Effective performance improvement (PI) requires an effective system for providing feedback to nursing staff and closing the loop on PI issues. That requires not just effective communication but a culture of accountability and engagement.
At Baylor Scott & White Medical Center – Taylor, a Level IV trauma center in Taylor, Texas, trauma program leaders and frontline staff collaborated to create an efficient and well accepted system for closing the PI loop. According to Gay Kurtz, their newly hired trauma program manager (TPM), this system has helped establish a culture of transparency, communication, mutual respect and accountability.
Challenge: Staff response to PI-related feedback
“My initial deep dive into the trauma program revealed a need to educate frontline staff on trauma standards and their personal role in the trauma process. Also, similar to many trauma centers, improvement was needed to the staff response to PI-related feedback to support improvement in trauma metrics. Staff needed to better understand trauma standards and take greater ownership of the entire trauma process, so changing the culture was critical.”

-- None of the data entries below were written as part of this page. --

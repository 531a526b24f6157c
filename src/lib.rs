//! dishboard - restaurant listing backend with pinning, per-owner
//! promotion, and deterministic listing order

pub mod cli;
pub mod listing;
pub mod model;
pub mod observability;
pub mod pin;
pub mod promotion;
pub mod rest_api;
pub mod store;
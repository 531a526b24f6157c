//! CLI module for Dishboard
//!
//! - init: create the data directory and an empty journal
//! - serve: replay the journal, verify invariants, serve HTTP

mod args;
mod commands;
mod errors;

pub use args::{Cli, Command};
pub use commands::{init, run, serve, Config};
pub use errors::{CliError, CliResult};
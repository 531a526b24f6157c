//! Dishboard CLI entry point
//!
//! Minimal entrypoint: parse arguments, dispatch, print errors to
//! stderr, exit non-zero on failure. All real logic lives in the CLI
//! module.

use dishboard::cli;

fn main() {
    if let Err(e) = cli::run() {
        eprintln!("{}", e);
        std::process::exit(1);
    }
}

Innovation: Trauma Mailbox and Trauma Whiteboard
“My first priority as the newly hired TPM was to present a mandatory course for ED staff that covered trauma standards defined by ACS and the State of Texas. Next, a unit-based volunteer workgroup of frontline employees was created. Trauma standards, PIPS expectations and loop closure definitions were reviewed in detail with the workgroup members. Members were then asked how they wanted to receive required trauma PI feedback. The workgroup chose to create a Trauma Wall, situated near the staff entrance, that included a dedicated Trauma Mailbox and a Trauma Whiteboard.”
“The Trauma Whiteboard displays the PI topic of the month, shows monthly data trends and provides general education/announcements.”
“The Trauma Mailbox consist of a simple hanging folder system. Each staff member has their name on a slot, and each slot contains a green folder where feedback forms are placed. Staff receive feedback forms on all their trauma patients, including both OFIs and perfect trauma charts. If a form notes a deficiency (e.g., incomplete initial VS), the standard related to the deficiency is provided for education and staff are required to sign next to the identified deficiency. When staff come on duty, they check their folder for a feedback form, review the findings, sign it and return it to the TPM via her mailbox. The TPM monitors all findings and progress toward loop closure goals. The visible and formal nature of the mailbox (along with the required staff signature) creates a sense of accountability. This saves time as the new system doesn’t require constant follow-up, repeated emails and numerous meetings about and with staff.”
Results: Standards compliance and process improvement
“The new Trauma Wall created a unique opportunity to communicate deficiencies while simultaneously increasing education, accountability and loop closure. Coupled with signature-required feedback forms, it allowed us to meet the state’s PI standards and improve many trauma processes. In four months, we went from a <10% ‘staff acknowledged deficiencies’ rate to 100% acknowledgment. We also decreased ‘Missed Trauma Activations’ from 40% in June 2023 to 0% missed activations by December 2023. The Trauma Wall has also proven effective at closing numerous PI topics related to nursing documentation (i.e., documentation of MD arrival, VS, I&Os, ESI Levels, Trauma Flowsheet, etc.). It has been amazing to see the staff learn, be open to feedback, and respond with improved compliance.”